Wo Nazis sich zuhause fühlen

Die gute Nachricht für WM-Gäste: So genannte No-Go-Areas gibt es in Norddeutschland nicht, da sind sich Behörden und Opfervertreter einig. Aber Kerne rechtsextremer Aktivitäten stabilisieren sich, die Gefahr von Übergriffen steigt. Die taz macht kenntlich, wo Nazi-Strukturen klar etabliert sind

von ANDREA RÖPKE
und ANDREAS SPEIT

Im Norden ist die Neonazi-Szene im Kommen. Die NPD und die „Freien Kameradschaften“ treten zunehmend offensiv auf. Längst haben sich rechte Netzwerke entwickelt. NPD und Kameradschaften bemühen sich verstärkt, bürger- und jugendnah aufzutreten.

Die Verfassungsschutzämter beobachten ein stetiges personelles Anwachsen der Szene. David Janzen von der Braunschweiger „Arbeitsstelle Rechtsextremismus und Gewalt“ betont, dass die Rechten mit ihrem Angebot zwischen Politik und Freizeit in ländlichen Regionen besonders erfolgreich sind. In Niedersachsen und Schleswig-Holstein bieten die Neonazis auch schon mal Fußballspiele oder Mopedreparieren an. „Jugendtreffs, die nur ehrenamtlich betreut werden“, so Janzen, „suchten die Rechten ganz bewusst auf.“ Mike Hartwig von der „Landesweiten Opferberatung für Betroffene rechter Gewalt in Mecklenburg-Vorpommern e.V.“ betont: Wenn die Neonazis in den Städten oder Kreisen keinen gesellschaftlichen Widerspruch erfahren, werden sie sich noch stärker verankern können.

Trotz ihres bemüht biederen Images nehmen in den Aktionszentren der Neonazis meist auch die Straf- und Gewalttaten aus der Szene zu. In den letzten Tagen schändeten im niedersächsischen Beverstedt „Unbekannte“ erneut den jüdischen Friedhof, in Bad Segeberg griffen Neonazis ein selbstverwaltetes Jugendzentrum an, in Wismar schlugen Rechte auf einen indischen Händler ein, und in Hannover bedrängten Rechte einen Gambier und griffen danach die Polizei an. Nur vier Übergriffe aus den vergangenen Monaten.

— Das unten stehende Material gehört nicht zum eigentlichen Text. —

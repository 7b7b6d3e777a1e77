//! Configuration module for Glimt.
//!
//! Handles loading and managing application settings and prompt templates.

mod prompts;
mod settings;

pub use prompts::{KeyMomentPrompts, Prompts};
pub use settings::{
    EnhancementSettings, GeneralSettings, LlmSettings, PromptSettings, ScreenshotSettings,
    SelectionSettings, Settings, VideoSettings,
};
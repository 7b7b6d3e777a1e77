//! Transcript persistence.
//!
//! Provides a trait-based interface so the pipeline can attach moments to
//! whatever holds the transcripts.

mod json;

pub use json::JsonFileStore;

use crate::error::Result;
use crate::moments::KeyMoment;
use crate::transcript::Transcript;
use async_trait::async_trait;

/// Storage for transcripts and the key moments attached to them.
#[async_trait]
pub trait TranscriptStore: Send + Sync {
    /// Load a transcript by id.
    async fn load_transcript(&self, id: &str) -> Result<Option<Transcript>>;

    /// Attach key moments to a transcript, replacing any previous ones.
    async fn attach_key_moments(&self, id: &str, moments: &[KeyMoment]) -> Result<()>;

    /// Key moments previously attached to a transcript.
    async fn key_moments(&self, id: &str) -> Result<Option<Vec<KeyMoment>>>;

    /// Ids of all stored transcripts, sorted.
    async fn list_transcripts(&self) -> Result<Vec<String>>;
}
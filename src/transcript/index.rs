//! Nearest-segment lookup.

use super::Segment;

/// Index of the segment whose start is closest to `timestamp`.
///
/// Returns `None` for an empty slice. Ties keep the earliest segment.
pub fn find_segment_index(segments: &[Segment], timestamp: f64) -> Option<usize> {
    let mut best: Option<(usize, f64)> = None;

    for (i, segment) in segments.iter().enumerate() {
        let distance = (segment.start - timestamp).abs();
        match best {
            Some((_, best_distance)) if distance >= best_distance => {}
            _ => best = Some((i, distance)),
        }
    }

    best.map(|(i, _)| i)
}
//! Config command implementation.

use crate::cli::{ConfigAction, Output};
use crate::config::Settings;
use anyhow::Result;
use std::path::PathBuf;

/// Run the config command. `config_path` is the `--config` override, if any.
pub fn run_config(action: &ConfigAction, settings: Settings, config_path: Option<PathBuf>) -> Result<()> {
    let config_path = config_path.unwrap_or_else(Settings::default_config_path);

    match action {
        ConfigAction::Show => {
            let toml_str = toml::to_string_pretty(&settings)
                .map_err(|e| anyhow::anyhow!("Failed to serialize config: {}", e))?;
            println!("{}", toml_str);
        }

        ConfigAction::Edit => {
            if !config_path.exists() {
                settings.save_to(&config_path)?;
                Output::info(&format!("Created default config at {}", config_path.display()));
            }

            let editor = std::env::var("EDITOR").unwrap_or_else(|_| "vim".to_string());
            Output::info(&format!("Opening config in {}...", editor));

            match std::process::Command::new(&editor).arg(&config_path).status() {
                Ok(s) if s.success() => match Settings::load_from(Some(&config_path)) {
                    Ok(_) => Output::success("Config saved."),
                    Err(e) => Output::warning(&format!("Config saved but does not load: {}", e)),
                },
                Ok(_) => {
                    Output::warning("Editor exited with non-zero status.");
                }
                Err(e) => {
                    Output::error(&format!("Failed to open editor: {}", e));
                    Output::info(&format!("Config file is at: {}", config_path.display()));
                }
            }
        }

        ConfigAction::Path => {
            println!("{}", config_path.display());
        }
    }

    Ok(())
}
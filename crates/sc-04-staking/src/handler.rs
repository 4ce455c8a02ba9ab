//! Stake side of transaction execution: staking and unstaking.
//!
//! The account controller debits the staked amount; this handler records the
//! stake. Unstaking removes the stake at once and freezes its amount until
//! `height + lazy_unstaking_blocks`, when block end refunds it.

use crate::controller::StakeController;
use crate::domain::{keys, Delegatee, Stake};
use sc_02_transaction::{TrxContext, TrxHandler, TrxPayload};
use shared_types::{short_hex, to_hex, AppError, AppResult, Hash};
use tracing::debug;

impl TrxHandler for StakeController {
    fn validate_trx(&self, ctx: &mut TrxContext) -> AppResult<()> {
        match &ctx.trx.payload {
            TrxPayload::Staking => {
                stake_power(ctx)?;
                if ctx.trx.to != ctx.trx.from && self.find_delegatee(&ctx.trx.to, ctx.mode)?.is_none() {
                    return Err(AppError::NotFound(format!("delegatee {}", to_hex(&ctx.trx.to))));
                }
                Ok(())
            }
            TrxPayload::Unstaking { tx_hash } => {
                owned_stake(self, ctx, tx_hash)?;
                Ok(())
            }
            _ => Err(AppError::UnknownTrxType),
        }
    }

    fn execute_trx(&self, ctx: &mut TrxContext) -> AppResult<()> {
        match ctx.trx.payload {
            TrxPayload::Staking => execute_staking(self, ctx),
            TrxPayload::Unstaking { tx_hash } => execute_unstaking(self, ctx, tx_hash),
            _ => Err(AppError::UnknownTrxType),
        }
    }
}

fn stake_power(ctx: &TrxContext) -> AppResult<u64> {
    let per_power = ctx.params.amount_per_power;
    if per_power == 0 {
        return Err(AppError::InvalidState("amount_per_power is zero".to_string()));
    }
    let power = u64::try_from(ctx.trx.amount / per_power).map_err(|_| AppError::Overflow("stake power"))?;
    if power == 0 {
        return Err(AppError::InvalidAmount);
    }
    Ok(power)
}

fn owned_stake(ctrl: &StakeController, ctx: &TrxContext, tx_hash: &Hash) -> AppResult<Stake> {
    let stake = ctrl
        .find_stake(tx_hash, ctx.mode)?
        .ok_or_else(|| AppError::NotFound(format!("stake {}", to_hex(tx_hash))))?;
    if stake.owner != ctx.trx.from {
        return Err(AppError::InvalidPayload(format!(
            "stake {} is not owned by the sender",
            short_hex(tx_hash)
        )));
    }
    Ok(stake)
}

fn execute_staking(ctrl: &StakeController, ctx: &mut TrxContext) -> AppResult<()> {
    let power = stake_power(ctx)?;
    let trx = &ctx.trx;
    let mode = ctx.mode;
    let mut ledger = ctrl.ledger.write();

    let key = keys::delegatee(&trx.to);
    let mut delegatee = match ledger.get::<Delegatee>(&key, mode)? {
        Some(d) => d,
        None if trx.to == trx.from => Delegatee::new(trx.to, ctx.sender_pubkey.clone()),
        None => return Err(AppError::NotFound(format!("delegatee {}", to_hex(&trx.to)))),
    };
    if ledger.contains(&keys::stake(&ctx.tx_hash), mode)? {
        return Err(AppError::DuplicateKey(format!("stake {}", to_hex(&ctx.tx_hash))));
    }

    let stake = Stake {
        owner: trx.from,
        to: trx.to,
        amount: trx.amount,
        power,
        tx_hash: ctx.tx_hash,
        start_height: ctx.height,
        refund_height: 0,
    };
    delegatee.add_stake(&stake);

    ledger.set(&keys::stake(&stake.tx_hash), &stake, mode)?;
    ledger.set(&key, &delegatee, mode)?;

    debug!(
        "[sc-04] {} staked {} ({} power) on {} ({})",
        short_hex(&trx.from),
        trx.amount,
        power,
        short_hex(&trx.to),
        mode.label()
    );
    Ok(())
}

fn execute_unstaking(ctrl: &StakeController, ctx: &mut TrxContext, tx_hash: Hash) -> AppResult<()> {
    let mut stake = owned_stake(ctrl, ctx, &tx_hash)?;
    let mode = ctx.mode;
    let mut ledger = ctrl.ledger.write();

    let key = keys::delegatee(&stake.to);
    if let Some(mut delegatee) = ledger.get::<Delegatee>(&key, mode)? {
        delegatee.remove_power(stake.power, stake.is_self_stake());
        if delegatee.total_power == 0 {
            ledger.delete(&key, mode);
        } else {
            ledger.set(&key, &delegatee, mode)?;
        }
    }

    stake.refund_height = ctx
        .height
        .checked_add(ctx.params.lazy_unstaking_blocks)
        .ok_or(AppError::Overflow("refund height"))?;
    ledger.delete(&keys::stake(&tx_hash), mode);
    ledger.set(&keys::frozen(stake.refund_height, &tx_hash), &stake, mode)?;

    debug!(
        "[sc-04] {} unstaked {}, refund at {} ({})",
        short_hex(&stake.owner),
        stake.amount,
        stake.refund_height,
        mode.label()
    );
    Ok(())
}
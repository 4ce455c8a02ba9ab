//! Identical inputs must produce identical app hashes, whichever delivery
//! path runs the transactions.

#[cfg(test)]
mod tests {
    use crate::support::{proposal, signed, vote, Chain, FUNDS, GAS};
    use sc_02_transaction::test_utils::TestWallet;
    use sc_02_transaction::TrxPayload;
    use sc_06_execution::ExecutorConfig;
    use sc_07_block_app::AppConfig;
    use shared_types::{Hash, ZERO_HASH};

    const POWERS: [u64; 4] = [10, 20, 30, 40];

    fn users(count: u64) -> Vec<TestWallet> {
        (0..count).map(|i| TestWallet::from_seed(500 + i)).collect()
    }

    fn funded(users: &[TestWallet]) -> Vec<([u8; 20], u128)> {
        users.iter().map(|w| (w.address, 10 * FUNDS)).collect()
    }

    fn async_config(shard_count: usize) -> AppConfig {
        AppConfig {
            executor: ExecutorConfig {
                shard_count,
                queue_capacity: 4,
                async_delivery: true,
            },
            ..AppConfig::default()
        }
    }

    /// Three blocks mixing every transaction type.
    fn workload(chain: &Chain, users: &[TestWallet]) -> Vec<Vec<Vec<u8>>> {
        let validator = &chain.validators[3];
        let proposal_tx = proposal(validator, 1, 3, 10, vec![br#"{"reward_per_power":2}"#.to_vec()]);
        let proposal_hash = sc_02_transaction::trx_hash(&proposal_tx);

        let mut first = vec![proposal_tx];
        for (i, user) in users.iter().enumerate() {
            first.push(user.signed_transfer(users[(i + 1) % users.len()].address, 1, 1_000, GAS));
        }

        // Delegations alternate between the first two validators.
        let second = users
            .iter()
            .enumerate()
            .map(|(i, user)| {
                let to = chain.validators[i % 2].address;
                signed(user, to, 2, 2 * FUNDS, TrxPayload::Staking)
            })
            .collect();

        let third = chain
            .validators
            .iter()
            .map(|v| vote(v, if v.address == validator.address { 2 } else { 1 }, proposal_hash, 0))
            .collect();

        vec![first, second, third]
    }

    async fn run(chain: &Chain, blocks: Vec<Vec<Vec<u8>>>) -> Vec<Hash> {
        let mut hashes = Vec::new();
        for txs in blocks {
            hashes.push(chain.block(txs).await.commit.app_hash);
        }
        hashes
    }

    /// (hash, version) of gov, account and stake, in commit order.
    fn controller_states(chain: &Chain) -> [(Hash, u64); 3] {
        let app = &chain.app;
        [
            (app.gov_controller().working_hash().unwrap(), app.gov_controller().version()),
            (app.account_controller().working_hash().unwrap(), app.account_controller().version()),
            (app.stake_controller().working_hash().unwrap(), app.stake_controller().version()),
        ]
    }

    #[tokio::test]
    async fn test_replay_yields_identical_app_hashes() {
        let users = users(6);
        let a = Chain::new(&POWERS, &funded(&users));
        let b = Chain::new(&POWERS, &funded(&users));
        assert_eq!(a.app.info().last_app_hash, b.app.info().last_app_hash);

        let hashes_a = run(&a, workload(&a, &users)).await;
        let hashes_b = run(&b, workload(&b, &users)).await;

        assert_eq!(hashes_a, hashes_b);
        assert!(hashes_a.iter().all(|h| *h != ZERO_HASH));
        assert_ne!(hashes_a[0], hashes_a[1]);
        assert_eq!(controller_states(&a), controller_states(&b));
        assert_eq!(controller_states(&a).map(|(_, version)| version), [3, 3, 3]);
    }

    #[tokio::test]
    async fn test_empty_blocks_still_move_the_hash() {
        let chain = Chain::new(&POWERS, &[]);
        let hashes = run(&chain, vec![vec![], vec![]]).await;
        // Rewards accrue every block.
        assert_ne!(hashes[0], hashes[1]);
    }

    #[tokio::test]
    async fn test_sharded_delivery_matches_sync_delivery() {
        let users = users(8);
        let sync = Chain::new(&POWERS, &funded(&users));
        let sharded = Chain::with_config(&POWERS, &funded(&users), async_config(3));

        let sync_hashes = run(&sync, workload(&sync, &users)).await;

        let mut sharded_hashes = Vec::new();
        for txs in workload(&sharded, &users) {
            let count = txs.len();
            let block = sharded.block(txs).await;
            assert!(block.responses.iter().all(|r| r.log == "queued"));
            assert_eq!(block.end.tx_results.len(), count);
            assert!(block.end.tx_results.iter().all(|r| r.code == 0), "{:?}", block.end.tx_results);
            sharded_hashes.push(block.commit.app_hash);
        }

        assert_eq!(sync_hashes, sharded_hashes);
        for user in &users {
            assert_eq!(sync.account(&user.address), sharded.account(&user.address));
        }
    }

    #[tokio::test]
    async fn test_sender_order_survives_sharding() {
        let sender = TestWallet::from_seed(600);
        let receiver = [0x55; 20];
        let chain = Chain::with_config(&POWERS, &[(sender.address, FUNDS)], async_config(4));

        let txs = (1..=25).map(|n| sender.signed_transfer(receiver, n, 1, GAS)).collect();
        let block = chain.block(txs).await;

        assert!(block.end.tx_results.iter().all(|r| r.code == 0));
        assert_eq!(chain.account(&sender.address).unwrap().nonce, 25);
        assert_eq!(chain.balance(&receiver), 25);
    }
}
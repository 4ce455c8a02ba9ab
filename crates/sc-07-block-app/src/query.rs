//! # Query Router
//!
//! Read-only, path-routed lookups against a committed ledger version.
//!
//! | Path | Data | Value |
//! |------|------|-------|
//! | `account` | 20-byte address | `Account` |
//! | `stakes` | 20-byte owner | `[Stake]` |
//! | `delegatee` | 20-byte address | `Delegatee` |
//! | `reward` | 20-byte address | `Reward` |
//! | `proposal` | 32-byte proposal hash | `{ state, proposal }` |
//! | `gov_params` | empty | `GovParams` |
//! | `validators` | empty | `[Validator]` |
//!
//! Values are JSON. Height `0` means the latest committed height.

use serde::Serialize;
use sc_05_governance::{GovProposal, ProposalState};
use shared_types::{to_hex, Address, AppError, AppResult, Hash, CODE_OK};

#[derive(Clone, Debug, Default, PartialEq, Eq)]
pub struct QueryRequest {
    pub path: String,
    pub data: Vec<u8>,
    pub height: u64,
}

impl QueryRequest {
    pub fn new(path: impl Into<String>, data: impl Into<Vec<u8>>) -> Self {
        Self {
            path: path.into(),
            data: data.into(),
            height: 0,
        }
    }

    pub fn at(mut self, height: u64) -> Self {
        self.height = height;
        self
    }
}

#[derive(Clone, Debug, Default, PartialEq, Eq)]
pub struct QueryResponse {
    pub code: u32,
    pub log: String,
    pub height: u64,
    pub value: Vec<u8>,
}

impl QueryResponse {
    pub(crate) fn from_result(height: u64, result: AppResult<Vec<u8>>) -> Self {
        match result {
            Ok(value) => Self {
                code: CODE_OK,
                log: String::new(),
                height,
                value,
            },
            Err(e) => Self {
                code: e.code(),
                log: e.to_string(),
                height,
                value: Vec::new(),
            },
        }
    }

    pub fn is_ok(&self) -> bool {
        self.code == CODE_OK
    }
}

#[derive(Serialize)]
pub(crate) struct ProposalView<'a> {
    pub state: ProposalState,
    pub proposal: &'a GovProposal,
}

/// Supported query paths.
#[derive(Clone, Copy, Debug, PartialEq, Eq)]
pub(crate) enum QueryPath {
    Account,
    Stakes,
    Delegatee,
    Reward,
    Proposal,
    GovParams,
    Validators,
}

impl QueryPath {
    pub(crate) fn parse(path: &str) -> AppResult<Self> {
        Ok(match path.trim_matches('/') {
            "account" => Self::Account,
            "stakes" => Self::Stakes,
            "delegatee" => Self::Delegatee,
            "reward" => Self::Reward,
            "proposal" => Self::Proposal,
            "gov_params" => Self::GovParams,
            "validators" => Self::Validators,
            other => return Err(AppError::InvalidQueryPath(other.to_string())),
        })
    }
}

pub(crate) fn address_arg(data: &[u8]) -> AppResult<Address> {
    <[u8; 20]>::try_from(data).map_err(|_| {
        AppError::InvalidQueryData(format!("expected a 20-byte address, got {} bytes", data.len()))
    })
}

pub(crate) fn hash_arg(data: &[u8]) -> AppResult<Hash> {
    <[u8; 32]>::try_from(data).map_err(|_| {
        AppError::InvalidQueryData(format!("expected a 32-byte hash, got {} bytes", data.len()))
    })
}

pub(crate) fn to_json<T: Serialize + ?Sized>(value: &T) -> AppResult<Vec<u8>> {
    serde_json::to_vec(value).map_err(|e| AppError::InvalidState(format!("encode query value: {e}")))
}

pub(crate) fn not_found(what: &str, key: &[u8]) -> AppError {
    AppError::NotFound(format!("{what} {}", to_hex(key)))
}
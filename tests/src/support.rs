//! Chain fixture shared by the integration tests and benchmarks.

use sc_02_transaction::test_utils::TestWallet;
use sc_02_transaction::{ProposalKind, ProposalPayload, Trx, TrxPayload};
use sc_07_block_app::{
    AppConfig, AppStores, BlockApplication, BlockHeader, CommitResponse, EndBlockResponse, GenesisDoc,
    GenesisHolder, GenesisValidator, QueryRequest, TxResponse,
};
use shared_types::{Account, Address, GovParams, Hash};

pub const GAS: u64 = 10;

/// Balance of every genesis holder.
pub const FUNDS: u128 = 1_000_000;

/// Everything one block produced.
pub struct BlockResult {
    pub responses: Vec<TxResponse>,
    pub end: EndBlockResponse,
    pub commit: CommitResponse,
}

pub struct Chain {
    pub app: BlockApplication,
    /// Genesis validators, in genesis order.
    pub validators: Vec<TestWallet>,
}

/// Validator `i` of a chain uses seed `1000 + i`.
pub fn validator_wallet(i: usize) -> TestWallet {
    TestWallet::from_seed(1000 + i as u64)
}

/// Genesis with one funded validator per entry of `powers`, plus `holders`.
pub fn genesis(powers: &[u64], holders: &[(Address, u128)]) -> GenesisDoc {
    let wallets: Vec<_> = (0..powers.len()).map(validator_wallet).collect();
    GenesisDoc {
        chain_id: "sc-test".into(),
        validators: wallets
            .iter()
            .zip(powers)
            .map(|(w, power)| GenesisValidator {
                address: w.address,
                pub_key: w.pubkey(),
                power: *power,
            })
            .collect(),
        holders: wallets
            .iter()
            .map(|w| (w.address, FUNDS))
            .chain(holders.iter().copied())
            .map(|(address, balance)| GenesisHolder { address, balance })
            .collect(),
        gov_params: GovParams::devnet(),
    }
}

impl Chain {
    pub fn new(powers: &[u64], holders: &[(Address, u128)]) -> Self {
        Self::with_config(powers, holders, AppConfig::default())
    }

    pub fn with_config(powers: &[u64], holders: &[(Address, u128)], config: AppConfig) -> Self {
        let app = BlockApplication::new(config, AppStores::in_memory(None)).expect("block application");
        app.init_chain(&genesis(powers, holders)).expect("genesis");
        Self {
            app,
            validators: (0..powers.len()).map(validator_wallet).collect(),
        }
    }

    pub fn height(&self) -> u64 {
        self.app.info().last_height
    }

    /// Run one block proposed by the first validator.
    pub async fn block(&self, txs: Vec<Vec<u8>>) -> BlockResult {
        let height = self.height() + 1;
        self.block_with(BlockHeader::new(height, self.validators[0].address), txs)
            .await
    }

    pub async fn block_with(&self, header: BlockHeader, txs: Vec<Vec<u8>>) -> BlockResult {
        let height = header.height;
        self.app.begin_block(header);
        let mut responses = Vec::with_capacity(txs.len());
        for raw in txs {
            responses.push(self.app.deliver_tx(raw).await);
        }
        let end = self.app.end_block(height).await;
        let commit = self.app.commit();
        BlockResult {
            responses,
            end,
            commit,
        }
    }

    /// Run empty blocks up to and including `height`, collecting their
    /// end-block responses.
    pub async fn advance_to(&self, height: u64) -> Vec<EndBlockResponse> {
        let mut ends = Vec::new();
        while self.height() < height {
            ends.push(self.block(vec![]).await.end);
        }
        ends
    }

    /// Committed account at the latest height.
    pub fn account(&self, addr: &Address) -> Option<Account> {
        let resp = self.app.query(&QueryRequest::new("account", addr.to_vec()));
        resp.is_ok()
            .then(|| serde_json::from_slice(&resp.value).expect("account json"))
    }

    pub fn balance(&self, addr: &Address) -> u128 {
        self.account(addr).map(|a| a.balance).unwrap_or(0)
    }
}

pub fn signed(wallet: &TestWallet, to: Address, nonce: u64, amount: u128, payload: TrxPayload) -> Vec<u8> {
    let mut trx = Trx::new(wallet.address, to, nonce, amount, GAS, payload);
    wallet.sign(&mut trx)
}

pub fn proposal(
    wallet: &TestWallet,
    nonce: u64,
    start_voting_height: u64,
    voting_period_blocks: u64,
    options: Vec<Vec<u8>>,
) -> Vec<u8> {
    let payload = ProposalPayload {
        message: "update parameters".into(),
        start_voting_height,
        voting_period_blocks,
        kind: ProposalKind::GovParams,
        options,
    };
    signed(wallet, wallet.address, nonce, 0, TrxPayload::Proposal(payload))
}

pub fn vote(wallet: &TestWallet, nonce: u64, tx_hash: Hash, choice: i32) -> Vec<u8> {
    signed(wallet, wallet.address, nonce, 0, TrxPayload::Voting { tx_hash, choice })
}
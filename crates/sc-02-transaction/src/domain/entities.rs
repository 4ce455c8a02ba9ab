//! # Transaction Entities
//!
//! A transaction is immutable once signed. The canonical form hashed for
//! signing is the transaction with an empty `sig` field.

use serde::{Deserialize, Serialize};
use shared_types::{Address, Amount, Hash};

/// Current transaction format version.
pub const TRX_VERSION: u32 = 1;

/// A versioned, signed transaction.
#[derive(Clone, Debug, PartialEq, Eq, Serialize, Deserialize)]
pub struct Trx {
    pub version: u32,
    pub nonce: u64,
    pub from: Address,
    pub to: Address,
    pub amount: Amount,
    /// Fee, consumed in full by a successful transaction.
    pub gas: u64,
    pub payload: TrxPayload,
    /// 65 bytes: r (32) || s (32) || recovery id (1). Empty when unsigned.
    pub sig: Vec<u8>,
}

impl Trx {
    /// An unsigned transaction.
    pub fn new(
        from: Address,
        to: Address,
        nonce: u64,
        amount: Amount,
        gas: u64,
        payload: TrxPayload,
    ) -> Self {
        Self {
            version: TRX_VERSION,
            nonce,
            from,
            to,
            amount,
            gas,
            payload,
            sig: Vec::new(),
        }
    }

    /// Transfer `amount` from `from` to `to`.
    pub fn transfer(from: Address, to: Address, nonce: u64, amount: Amount, gas: u64) -> Self {
        Self::new(from, to, nonce, amount, gas, TrxPayload::Transfer)
    }

    pub fn kind(&self) -> TrxKind {
        self.payload.kind()
    }

    /// The same transaction with the signature cleared.
    pub fn unsigned(&self) -> Trx {
        Trx {
            sig: Vec::new(),
            ..self.clone()
        }
    }
}

/// Type-specific payload. A closed set: unknown tags fail to decode.
#[derive(Clone, Debug, PartialEq, Eq, Serialize, Deserialize)]
pub enum TrxPayload {
    Transfer,
    /// Stake `amount` on the validator at `to`. Self-staking when `to == from`.
    Staking,
    /// Withdraw the stake created by the staking transaction `tx_hash`.
    Unstaking { tx_hash: Hash },
    Proposal(ProposalPayload),
    /// Vote `choice` on the proposal created by transaction `tx_hash`.
    Voting { tx_hash: Hash, choice: i32 },
}

impl TrxPayload {
    pub fn kind(&self) -> TrxKind {
        match self {
            TrxPayload::Transfer => TrxKind::Transfer,
            TrxPayload::Staking => TrxKind::Staking,
            TrxPayload::Unstaking { .. } => TrxKind::Unstaking,
            TrxPayload::Proposal(_) => TrxKind::Proposal,
            TrxPayload::Voting { .. } => TrxKind::Voting,
        }
    }
}

/// Payload of a governance proposal transaction.
#[derive(Clone, Debug, PartialEq, Eq, Serialize, Deserialize)]
pub struct ProposalPayload {
    pub message: String,
    pub start_voting_height: u64,
    pub voting_period_blocks: u64,
    pub kind: ProposalKind,
    /// One entry per vote option. For `ProposalKind::GovParams` each entry is
    /// a JSON-encoded (partial) parameter set.
    pub options: Vec<Vec<u8>>,
}

/// What a proposal changes when it is applied.
#[derive(Clone, Copy, Debug, PartialEq, Eq, Serialize, Deserialize)]
pub enum ProposalKind {
    GovParams,
}

/// Payload discriminant, used for dispatch and event attributes.
#[derive(Clone, Copy, Debug, PartialEq, Eq, Hash)]
pub enum TrxKind {
    Transfer,
    Staking,
    Unstaking,
    Proposal,
    Voting,
}

impl TrxKind {
    pub fn as_str(self) -> &'static str {
        match self {
            TrxKind::Transfer => "transfer",
            TrxKind::Staking => "staking",
            TrxKind::Unstaking => "unstaking",
            TrxKind::Proposal => "proposal",
            TrxKind::Voting => "voting",
        }
    }
}
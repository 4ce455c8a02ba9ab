//! Executor configuration.

use serde::{Deserialize, Serialize};

/// Worker pool and delivery settings.
#[derive(Clone, Debug, PartialEq, Eq, Serialize, Deserialize)]
#[serde(default)]
pub struct ExecutorConfig {
    /// Number of shard workers. Each sender always maps to the same shard.
    pub shard_count: usize,
    /// Bounded mailbox size per shard.
    pub queue_capacity: usize,
    /// Deliver in-block transactions through the shard pool instead of on
    /// the caller's thread.
    pub async_delivery: bool,
}

impl Default for ExecutorConfig {
    fn default() -> Self {
        Self {
            shard_count: 8,
            queue_capacity: 1024,
            async_delivery: false,
        }
    }
}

In der aktuellen Bundesstatistik rechter Straftaten pro Einwohner liegt Schleswig-Holstein an fünfter Stelle – und unter den West-Ländern einsam an der Spitze. An siebter Stelle befindet sich Niedersachsen, noch vor Mecklenburg-Vorpommern. Hamburg liegt an zwölfter Stelle, Bremen an letzter. Aber selbst in Bremen haben die Gewalt- und Straftaten zugenommen. „Diese Statistik“, erklärt die niedersächsische Verfassungsschutz-Sprecherin Maren Brandenburger, „beinhalte alleine jene Taten, die die Polizei erfasste“. Sie hebt hervor: „Das müssen nicht alle rechten Straftaten gewesen sein.“ Viele Opfer würden gar nicht erst zur Polizei gehen, betont Szenekenner Janzen, mangels Vertrauen zu den Behörden oder aus Angst vor den Rechten. „Bei uns melden sich die Betroffen auch oft erst nur anonym“, berichtet er und: „Die Anrufe haben zugenommen.“

Von „No-Go-Areas“ in Niedersachsen könne aber nicht gesprochen werden. Vielmehr müsste von Räumen geredet werden, die mögliche Betroffene von rechter Gewalt bewusst meiden, sagt er. Ein Mitglied der „Aktion Jugendzentrum“ in Neumünster betont: „Man weiß, wann welcher Ort um welche Uhrzeit zu meiden ist“. In Schleswig-Holstein sei das „nicht bloß ein Stadtteil in Neumünster“. In Westmecklenburg, sagt Opferberater Hartwig, können sich Menschen mit dunkler Haut gar nicht angstfrei bewegen.